The UN Global Assessment Report on Disaster Risk Reduction 2022 Pre-Launch Dialogue 3: Impact, trends and pathways to systemic risk governance – why traditional approaches and institutions must evolve
Time
15:00 - 16:00 CET
Background
In the wake of the coronavirus disease (COVID-19) pandemic and the hottest decade on record, there is growing momentum to change how the global community manages risk. Despite commitments to build resilience, tackle climate change and create sustainable development pathways, current societal, political and economic choices are doing the reverse. This jeopardizes not only achievement of the Sendai Framework for Disaster Risk Reduction 2015–2030, but also hinders progress towards the Paris Agreement and the Sustainable Development Goals (SDGs). To change course, new approaches are needed. This will require transformations in what governance systems value and how systemic risk is understood and addressed.

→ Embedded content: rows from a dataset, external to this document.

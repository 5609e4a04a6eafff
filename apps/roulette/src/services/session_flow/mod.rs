//! Session flow service - drives the phase machine, records summaries and
//! resets runs, reading from a [`SessionContext`] and writing through its
//! shared state channel.
//!
//! Operations are split by concern:
//! - `phase_controller`: owner-driven transitions and lock-in
//! - `summary_aggregator`: per-participant round reports
//! - `run_lifecycle`: elimination check and the reset cascade

mod phase_controller;
mod run_lifecycle;
mod summary_aggregator;

use parking_lot::Mutex;
use rand::SeedableRng;
use rand_chacha::ChaCha8Rng;
use time::OffsetDateTime;
use tracing::warn;

use crate::config::SessionConfig;
use crate::domain::{ParticipantId, PhaseOperation};
use crate::error::SessionError;
use crate::session::{SessionContext, SessionView};

pub use phase_controller::RoundStart;
pub use run_lifecycle::RunCheck;

/// Stateless apart from configuration and its RNG; one instance can serve
/// any number of sessions.
pub struct SessionFlowService {
    config: SessionConfig,
    /// `&self` methods need mutable RNG access.
    rng: Mutex<ChaCha8Rng>,
}

impl SessionFlowService {
    pub fn new(config: SessionConfig) -> Result<Self, SessionError> {
        config.validate()?;
        let rng = match config.rng_seed {
            Some(seed) => ChaCha8Rng::seed_from_u64(seed),
            None => ChaCha8Rng::from_rng(&mut rand::rng()),
        };
        Ok(Self {
            config,
            rng: Mutex::new(rng),
        })
    }

    pub fn config(&self) -> &SessionConfig {
        &self.config
    }

    fn with_rng<T>(&self, f: impl FnOnce(&mut ChaCha8Rng) -> T) -> T {
        let mut rng = self.rng.lock();
        f(&mut rng)
    }

    /// Reject unless the caller is the participant stored as owner.
    fn require_owner(
        ctx: &SessionContext,
        view: &SessionView<'_>,
        op: PhaseOperation,
    ) -> Result<(), SessionError> {
        let caller = &ctx.caller().participant_id;
        let participants = view.participants()?;
        let owner: Option<&ParticipantId> = participants
            .iter()
            .find(|p| p.is_owner())
            .map(|p| &p.id);

        match owner {
            Some(owner) if owner == caller => Ok(()),
            Some(owner) => {
                warn!(
                    session_id = %ctx.session_id(),
                    participant_id = %caller,
                    owner = %owner,
                    operation = %op,
                    "Rejected owner-only operation"
                );
                Err(SessionError::not_owner(format!(
                    "only the owner may {op}, {caller} is not the owner"
                )))
            }
            None => Err(SessionError::missing(format!(
                "session {} has no owner on the roster",
                ctx.session_id()
            ))),
        }
    }
}

fn now() -> OffsetDateTime {
    OffsetDateTime::now_utc()
}
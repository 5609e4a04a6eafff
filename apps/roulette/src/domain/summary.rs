//! Round summary validation and its effect on a participant record.

use serde::{Deserialize, Serialize};
use time::OffsetDateTime;

use crate::domain::records::{Participant, ResourceId, RoundSummary};
use crate::domain::roles::{Role, RoundOutcome};
use crate::errors::domain::{DomainError, ValidationKind};

/// Caller-supplied summary before the round and timestamp are attached.
#[derive(Debug, Clone, PartialEq, Eq, Serialize, Deserialize)]
#[serde(rename_all = "camelCase")]
pub struct SummarySubmission {
    pub outcome: RoundOutcome,
    pub reported_lane: Option<Role>,
    pub kill_participation: bool,
    pub gained_resource: Option<ResourceId>,
    pub played_resource: Option<ResourceId>,
}

impl SummarySubmission {
    pub fn win(lane: Role) -> Self {
        Self {
            outcome: RoundOutcome::Win,
            reported_lane: Some(lane),
            kill_participation: false,
            gained_resource: None,
            played_resource: None,
        }
    }

    pub fn loss(lane: Role, played: ResourceId) -> Self {
        Self {
            outcome: RoundOutcome::Loss,
            reported_lane: Some(lane),
            kill_participation: false,
            gained_resource: None,
            played_resource: Some(played),
        }
    }

    /// Mark kill participation and the resource earned from it.
    pub fn with_gain(mut self, gained: ResourceId) -> Self {
        self.kill_participation = true;
        self.gained_resource = Some(gained);
        self
    }

    /// Check the submission and stamp it with `round` and `now`.
    pub fn into_summary(self, round: u32, now: OffsetDateTime) -> Result<RoundSummary, DomainError> {
        let reported_lane = self
            .reported_lane
            .ok_or_else(|| malformed("Summary must name the lane actually played"))?;

        let played_resource = normalize(self.played_resource);
        let gained_resource = normalize(self.gained_resource);

        match (self.outcome, &played_resource) {
            (RoundOutcome::Loss, None) => {
                return Err(malformed("A LOSS summary must name the played resource"));
            }
            (RoundOutcome::Win, Some(_)) => {
                return Err(malformed("A WIN summary must not name a played resource"));
            }
            _ => {}
        }

        if gained_resource.is_some() && !self.kill_participation {
            return Err(malformed(
                "A gained resource requires kill participation",
            ));
        }

        Ok(RoundSummary {
            round,
            outcome: self.outcome,
            reported_lane,
            kill_participation: self.kill_participation,
            gained_resource,
            played_resource,
            submitted_at: now,
        })
    }
}

fn normalize(resource: Option<ResourceId>) -> Option<ResourceId> {
    resource.and_then(|r| ResourceId::parse(r.as_str()))
}

fn malformed(detail: &str) -> DomainError {
    DomainError::validation(ValidationKind::MalformedSummary, detail)
}

/// A LOSS may only play a resource the participant still holds alive. The
/// one exception is re-reporting the same round with the resource that round
/// already buried.
pub fn check_played_resource(
    participant: &Participant,
    summary: &RoundSummary,
) -> Result<(), DomainError> {
    let (RoundOutcome::Loss, Some(played)) = (summary.outcome, &summary.played_resource) else {
        return Ok(());
    };
    if participant.alive_resources.contains(played) {
        return Ok(());
    }
    let buried_this_round = participant.submitted_round == Some(summary.round)
        && participant
            .last_summary
            .as_ref()
            .and_then(|s| s.played_resource.as_ref())
            == Some(played);
    if buried_this_round {
        return Ok(());
    }
    Err(DomainError::validation(
        ValidationKind::MalformedSummary,
        format!("Played resource {played} is not alive for {}", participant.id),
    ))
}

/// Apply a validated summary to `participant`.
///
/// Lifetime stats are only bumped the first time a round is reported;
/// inventory effects apply on every call.
pub fn apply_summary(participant: &mut Participant, summary: RoundSummary) {
    let first_report = participant.submitted_round != Some(summary.round);

    if let (RoundOutcome::Loss, Some(played)) = (summary.outcome, &summary.played_resource) {
        participant.bury(played);
    }
    if summary.kill_participation {
        if let Some(gained) = &summary.gained_resource {
            participant.gain(gained);
        }
    }

    if first_report {
        let stats = &mut participant.stats;
        stats.rounds_played += 1;
        match summary.outcome {
            RoundOutcome::Win => stats.wins += 1,
            RoundOutcome::Loss => stats.losses += 1,
        }
        *stats.lane_counts.entry(summary.reported_lane).or_insert(0) += 1;
        if let Some(played) = &summary.played_resource {
            *stats.resource_plays.entry(played.clone()).or_insert(0) += 1;
        }
    }

    participant.submitted_round = Some(summary.round);
    participant.last_summary = Some(summary);
}
//! Roulette simulator CLI - plays complete elimination runs in memory and
//! records how they ended.

mod output;
mod simulator;
mod types;

use std::time::Instant;

use clap::Parser;
use output::OutputWriter;
use simulator::Simulator;
use tracing::{info, warn};
use types::RunResult;

#[derive(Parser)]
#[command(name = "roulette-simulator")]
#[command(about = "Simulate elimination roulette runs against an in-memory session")]
struct Args {
    /// Number of runs to simulate
    #[arg(short, long, default_value = "1")]
    runs: u32,

    /// Participants per session
    #[arg(short, long, default_value = "5", value_parser = clap::value_parser!(u8).range(1..=5))]
    participants: u8,

    /// Base seed; every run derives its own seed from it
    #[arg(long)]
    seed: Option<u64>,

    /// Stop a run after this many rounds even if nobody is eliminated
    #[arg(long, default_value = "100")]
    max_rounds: u32,

    /// Probability that a round is a WIN
    #[arg(long, default_value = "0.5")]
    win_rate: f64,

    /// Output directory for results
    #[arg(long, default_value = "./simulation-results")]
    output: String,

    /// Enable verbose logging
    #[arg(short, long)]
    verbose: bool,
}

#[tokio::main(flavor = "current_thread")]
async fn main() -> Result<(), Box<dyn std::error::Error>> {
    let args = Args::parse();

    roulette::telemetry::init_tracing_with_default(if args.verbose { "debug" } else { "warn" });

    if !(0.0..=1.0).contains(&args.win_rate) {
        return Err(format!("--win-rate must be within 0..=1, got {}", args.win_rate).into());
    }

    let seed = args.seed.unwrap_or_else(rand::random);
    info!(
        runs = args.runs,
        participants = args.participants,
        seed,
        "Starting roulette simulator"
    );

    let mut output_writer = OutputWriter::new(&args.output)?;
    let mut simulator = Simulator::new(
        usize::from(args.participants),
        args.max_rounds,
        args.win_rate,
        seed,
    );

    let start = Instant::now();
    let mut results = Vec::new();
    let mut errors = 0;

    for run in 1..=args.runs {
        match simulator.simulate_run(run).await {
            Ok(result) => {
                if let Err(e) = output_writer.write_run(&result) {
                    warn!("Failed to write result for run {}: {}", run, e);
                }
                info!(run, rounds = result.rounds, reset = result.reset, "Run completed");
                results.push(result);
            }
            Err(e) => {
                errors += 1;
                warn!(run, code = %e.code(), "Run failed: {}", e);
            }
        }
    }

    let path = output_writer.finish()?;
    print_summary(&results, errors, start.elapsed(), args.runs);
    println!("Results written to: {}", path.display());

    Ok(())
}

fn print_summary(results: &[RunResult], errors: u32, elapsed: std::time::Duration, total: u32) {
    println!("\n=== Simulation Summary ===");
    println!("Runs completed: {}/{}", results.len(), total);
    if errors > 0 {
        println!("Errors: {}", errors);
    }
    println!("Total time: {:?}", elapsed);

    if results.is_empty() {
        return;
    }

    let n = results.len() as f64;
    let resets = results.iter().filter(|r| r.reset).count();
    let rounds: u32 = results.iter().map(|r| r.rounds).sum();
    let wins: u32 = results.iter().map(|r| r.wins).sum();
    let losses: u32 = results.iter().map(|r| r.losses).sum();
    let longest = results.iter().map(|r| r.rounds).max().unwrap_or(0);

    println!("Runs ending in elimination: {} ({:.1}%)", resets, resets as f64 / n * 100.0);
    println!("Average rounds per run: {:.1} (longest {})", f64::from(rounds) / n, longest);
    println!("Rounds won/lost: {}/{}", wins, losses);
}
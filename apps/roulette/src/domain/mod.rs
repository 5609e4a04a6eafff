//! Domain layer: pure session logic types and helpers.

pub mod inventory;
pub mod phase;
pub mod records;
pub mod role_assignment;
pub mod roles;
pub mod summary;

#[cfg(test)]
mod test_prelude;
#[cfg(test)]
mod tests_props_inventory;

// Re-exports for ergonomics
pub use inventory::deal_inventory;
pub use phase::{next_phase, Phase, PhaseOperation};
pub use records::{
    MembershipRole, Participant, ParticipantId, ParticipantStats, ResourceId, RoundSummary,
    RunStats, SessionId, SessionState,
};
pub use role_assignment::{assign_roles, Assignment};
pub use roles::{Role, RoleAssignment, RoundOutcome, ROLE_COUNT};
pub use summary::{apply_summary, check_played_resource, SummarySubmission};
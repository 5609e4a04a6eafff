//! Error codes surfaced to callers of the session core.
//!
//! Add new codes here; never pass ad-hoc strings as error codes.
//! All codes are SCREAMING_SNAKE_CASE.

use core::fmt;

/// Centralized error codes for session operations.
#[derive(Debug, Clone, Copy, PartialEq, Eq, Hash)]
pub enum ErrorCode {
    /// Owner-only operation invoked by a non-owner
    NotOwner,
    /// Operation not permitted in the current phase
    InvalidPhase,
    /// Session, stats or participant record not available yet
    MissingState,
    /// Round summary failed validation
    MalformedSummary,
    /// Role assignment requested for an unsupported roster size
    UnsupportedParticipantCount,
    /// Shared state channel is unreachable
    ChannelUnavailable,
    /// Shared state channel refused the write
    ChannelRejected,
    /// Subscription or channel has been closed
    ChannelClosed,
    /// Stored record does not have the expected shape
    DataCorruption,
    /// Invalid configuration
    ConfigError,
    /// General validation error
    ValidationError,
}

impl ErrorCode {
    /// Canonical string form of this code.
    pub const fn as_str(self) -> &'static str {
        match self {
            Self::NotOwner => "NOT_OWNER",
            Self::InvalidPhase => "INVALID_PHASE",
            Self::MissingState => "MISSING_STATE",
            Self::MalformedSummary => "MALFORMED_SUMMARY",
            Self::UnsupportedParticipantCount => "UNSUPPORTED_PARTICIPANT_COUNT",
            Self::ChannelUnavailable => "CHANNEL_UNAVAILABLE",
            Self::ChannelRejected => "CHANNEL_REJECTED",
            Self::ChannelClosed => "CHANNEL_CLOSED",
            Self::DataCorruption => "DATA_CORRUPTION",
            Self::ConfigError => "CONFIG_ERROR",
            Self::ValidationError => "VALIDATION_ERROR",
        }
    }
}

impl fmt::Display for ErrorCode {
    fn fmt(&self, f: &mut fmt::Formatter<'_>) -> fmt::Result {
        f.write_str(self.as_str())
    }
}
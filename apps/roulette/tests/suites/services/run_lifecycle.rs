use roulette::domain::{Phase, RoundOutcome, SummarySubmission};
use roulette::{RunCheck, SessionConfig};

use crate::support::flow::{submit_all, to_summary};
use crate::support::session::TestSession;

#[tokio::test]
async fn waits_for_every_participant() {
    let s = TestSession::with_config(2, SessionConfig::default().with_seed(8).with_alive_per_run(1)).await;
    let owner = s.owner();
    to_summary(&s.flow, &owner, RoundOutcome::Loss).await;
    let first = owner.participant(&s.ids()[0]).unwrap();
    let played = first.alive_resources.iter().next().cloned().unwrap();

    // first participant is now eliminated, but the second has not reported
    let check = s
        .flow
        .submit_summary(
            &owner,
            &first.id,
            SummarySubmission::loss(first.main_role.unwrap(), played),
        )
        .await
        .unwrap();

    assert_eq!(check, RunCheck::NotReady);
    assert_eq!(owner.phase(), Some(Phase::Summary));
    assert!(!owner.all_submitted());
}

#[tokio::test]
async fn continues_when_nobody_is_eliminated() {
    let s = TestSession::new(3).await;
    let owner = s.owner();
    to_summary(&s.flow, &owner, RoundOutcome::Loss).await;

    let check = submit_all(&s.flow, &owner, RoundOutcome::Loss).await.unwrap();

    assert_eq!(check, RunCheck::Continuing);
    assert!(owner.all_submitted());
    assert_eq!(owner.phase(), Some(Phase::Summary));
    assert_eq!(owner.round(), Some(1));
    for p in owner.participants().unwrap() {
        assert_eq!(p.alive_resources.len(), 2);
        assert_eq!(p.grave_resources.len(), 1);
    }
}

#[tokio::test]
async fn elimination_resets_the_run() {
    let config = SessionConfig::default().with_seed(8).with_alive_per_run(1);
    let s = TestSession::with_config(2, config).await;
    let owner = s.owner();
    to_summary(&s.flow, &owner, RoundOutcome::Loss).await;
    let before = owner.run_stats().unwrap();

    let check = submit_all(&s.flow, &owner, RoundOutcome::Loss).await.unwrap();

    let RunCheck::Reset {
        eliminated,
        run_counter,
    } = check
    else {
        panic!("expected a reset, got {check:?}");
    };
    assert_eq!(eliminated.len(), 2);
    assert_eq!(run_counter, before.run_counter + 1);

    let state = owner.session_state().unwrap();
    assert_eq!(state.phase, Phase::Idle);
    assert_eq!(state.round, 0);
    assert_eq!(state.outcome, None);

    let stats = owner.run_stats().unwrap();
    assert_eq!((stats.wins, stats.losses), (0, 0));
    assert_eq!(stats.cumulative_losses, before.cumulative_losses);

    for p in owner.participants().unwrap() {
        assert!(p.alive_resources.is_empty());
        assert!(p.grave_resources.is_empty());
        assert_eq!(p.main_role, None);
        assert_eq!(p.secondary_role, None);
        assert!(!p.locked_in);
        assert_eq!(p.last_summary, None);
        assert_eq!(p.submitted_round, None);
        // lifetime stats survive the reset
        assert_eq!(p.stats.losses, 1);
    }
}

#[tokio::test]
async fn reset_lands_in_a_single_commit() {
    let config = SessionConfig::default().with_seed(8).with_alive_per_run(1);
    let s = TestSession::with_config(3, config).await;
    let owner = s.owner();
    to_summary(&s.flow, &owner, RoundOutcome::Loss).await;
    let member = s.member(1);
    let before = s.channel.commits();

    let check = submit_all(&s.flow, &owner, RoundOutcome::Loss).await.unwrap();

    assert!(check.is_reset());
    // three summaries, one reset batch
    assert_eq!(s.channel.commits(), before + 4);
    assert_eq!(member.phase(), Some(Phase::Idle));
    assert!(member.me().unwrap().alive_resources.is_empty());
}

#[tokio::test]
async fn new_run_can_start_after_reset() {
    let config = SessionConfig::default().with_seed(8).with_alive_per_run(1);
    let s = TestSession::with_config(1, config).await;
    let owner = s.owner();
    to_summary(&s.flow, &owner, RoundOutcome::Loss).await;
    assert!(submit_all(&s.flow, &owner, RoundOutcome::Loss).await.unwrap().is_reset());

    s.flow.start_run(&owner).await.unwrap();

    assert_eq!(owner.phase(), Some(Phase::Rolling));
    assert_eq!(owner.me().unwrap().alive_resources.len(), 1);
    assert_eq!(owner.run_stats().unwrap().run_counter, 1);
}

#[tokio::test]
async fn check_is_a_no_op_outside_summary() {
    let s = TestSession::new(2).await;
    let owner = s.owner();
    s.flow.start_run(&owner).await.unwrap();
    let before = s.channel.commits();

    assert_eq!(s.flow.check_run_over(&owner).await.unwrap(), RunCheck::NotReady);
    assert_eq!(s.channel.commits(), before);
}
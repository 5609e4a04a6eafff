//! Record subscriptions over a shared, versioned store snapshot.
//!
//! A channel publishes its whole store as one [`StoreSnapshot`] per commit.
//! Every [`Subscription`] watches the same snapshot stream and projects its
//! own record out of it, so records read from one snapshot always come from
//! the same set of committed batches.

use std::collections::HashMap;
use std::sync::Arc;

use tokio::sync::watch;
use tokio_stream::wrappers::WatchStream;
use tokio_stream::{Stream, StreamExt};

use super::{ChannelError, Record, RecordPath};

/// Latest state of one record as delivered to subscribers.
///
/// `error` is the subscription's error slot: a failed read lands here
/// while `record` keeps the last good snapshot.
#[derive(Debug, Clone, Default, PartialEq)]
pub struct Feed {
    pub record: Option<Record>,
    pub version: u64,
    pub error: Option<ChannelError>,
}

/// Immutable view of every record after some commit.
#[derive(Debug, Clone, Default)]
pub struct StoreSnapshot {
    revision: u64,
    feeds: HashMap<RecordPath, Feed>,
}

impl StoreSnapshot {
    /// Bumped once per published change, whatever it touched.
    pub fn revision(&self) -> u64 {
        self.revision
    }

    /// Feed at `path`; a default feed if nothing was ever written there.
    pub fn feed(&self, path: &RecordPath) -> Feed {
        self.feeds.get(path).cloned().unwrap_or_default()
    }

    pub fn record(&self, path: &RecordPath) -> Option<Record> {
        self.feeds.get(path).and_then(|f| f.record.clone())
    }

    pub fn error(&self, path: &RecordPath) -> Option<ChannelError> {
        self.feeds.get(path).and_then(|f| f.error.clone())
    }

    /// Store `record` at `path`, clearing its error slot.
    pub(crate) fn put(&mut self, path: RecordPath, record: Record) {
        let feed = self.feeds.entry(path).or_default();
        feed.record = Some(record);
        feed.version += 1;
        feed.error = None;
    }

    pub(crate) fn set_error(&mut self, path: RecordPath, err: ChannelError) {
        self.feeds.entry(path).or_default().error = Some(err);
    }

    pub(crate) fn bump_revision(&mut self) {
        self.revision += 1;
    }
}

/// Live view of one record. Dropping it unsubscribes.
#[derive(Debug)]
pub struct Subscription {
    path: RecordPath,
    rx: watch::Receiver<Arc<StoreSnapshot>>,
    last: Feed,
}

impl Subscription {
    pub fn new(path: RecordPath, rx: watch::Receiver<Arc<StoreSnapshot>>) -> Self {
        let last = rx.borrow().feed(&path);
        Self { path, rx, last }
    }

    pub fn path(&self) -> &RecordPath {
        &self.path
    }

    /// The whole store as last published. Read several records from one
    /// snapshot when they have to agree with each other.
    pub fn snapshot(&self) -> Arc<StoreSnapshot> {
        Arc::clone(&self.rx.borrow())
    }

    /// Last delivered snapshot, if the record exists.
    pub fn latest(&self) -> Option<Record> {
        self.rx.borrow().record(&self.path)
    }

    pub fn version(&self) -> u64 {
        self.rx.borrow().feed(&self.path).version
    }

    pub fn error(&self) -> Option<ChannelError> {
        self.rx.borrow().error(&self.path)
    }

    /// Wait until this record's feed changes and return it. Commits that
    /// leave this record alone are skipped.
    pub async fn changed(&mut self) -> Result<Feed, ChannelError> {
        loop {
            self.rx.changed().await.map_err(|_| ChannelError::Closed)?;
            let feed = self.rx.borrow_and_update().feed(&self.path);
            if feed != self.last {
                self.last = feed.clone();
                return Ok(feed);
            }
        }
    }

    /// Stream of this record's feeds, starting with the current one.
    pub fn into_stream(self) -> impl Stream<Item = Feed> + Unpin + Send + 'static {
        let path = self.path;
        let mut last: Option<Feed> = None;
        WatchStream::new(self.rx).filter_map(move |snapshot| {
            let feed = snapshot.feed(&path);
            if last.as_ref() == Some(&feed) {
                return None;
            }
            last = Some(feed.clone());
            Some(feed)
        })
    }
}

Despite progress, risk creation is outstripping risk reduction. Disasters, economic loss and the underlying vulnerabilities that drive risk, such as poverty and inequality, are increasing just as ecosystems and biospheres are at risk of collapse. Global systems are becoming more connected and therefore more vulnerable in an uncertain risk landscape. This became evident as many countries felt the negative economic impact of the COVID-19 pandemic months before ever registering a single case of the disease. Without increased action to build resilience to systemic risk, the SDGs cannot be achieved. Human action is creating greater and more dangerous risk and pushing the planet towards existential and ecosystem limits. The costs of disasters are felt across almost all areas of sustainable development. As the world urbanizes, risk is being concentrated in densely populated areas, many of which are not designed to withstand their current levels of hazard exposure, let alone those anticipated as a result of climate change. Risk reduction, therefore, needs to be at the core of action to accelerate climate change action and achieve the SDGs.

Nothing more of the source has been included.